---------- Available data

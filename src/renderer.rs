// renderer.rs — 圆柱全景渲染器 (Ray Casting / Fullscreen Triangle)
//
// 核心引擎不直接接触 wgpu;这里只消费相机给出的 yaw/pitch/视角,
// 在片元着色器里对单位圆柱求交采样全景纹理。热点标记与全部控件
// 由 egui 层绘制。

use image::RgbaImage;
use wgpu::util::DeviceExt;
use winit::window::Window;

use crate::geometry::CAMERA_OFFSET;

#[repr(C)]
#[derive(Debug, Copy, Clone, bytemuck::Pod, bytemuck::Zeroable)]
struct CameraUniform {
    aspect: f32,
    fov_rad: f32,
    yaw: f32,
    pitch: f32,
    /// 相机到圆柱轴线的距离,单位为圆柱半径
    eye_offset: f32,
    /// 圆柱半高,单位为圆柱半径
    half_height: f32,
    pad1: f32,
    pad2: f32,
}

pub struct Renderer {
    surface: wgpu::Surface,
    device: wgpu::Device,
    queue: wgpu::Queue,
    config: wgpu::SurfaceConfiguration,
    pub size: winit::dpi::PhysicalSize<u32>,
    render_pipeline: wgpu::RenderPipeline,

    // 纹理资源
    texture_bind_group_layout: wgpu::BindGroupLayout,
    diffuse_bind_group: wgpu::BindGroup,
    texture: wgpu::Texture,
    sampler: wgpu::Sampler,

    // Uniform 资源
    camera_uniform: CameraUniform,
    camera_buffer: wgpu::Buffer,

    // UI
    pub egui_ctx: egui::Context,
    pub egui_state: egui_winit::State,
    egui_renderer: egui_wgpu::Renderer,
}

--------------------

Work instruction: Check the listing above for "pitch". Show every line where it turns up.

Output of the exercise:
// 核心引擎不直接接触 wgpu;这里只消费相机给出的 yaw/pitch/视角,
    pitch: f32,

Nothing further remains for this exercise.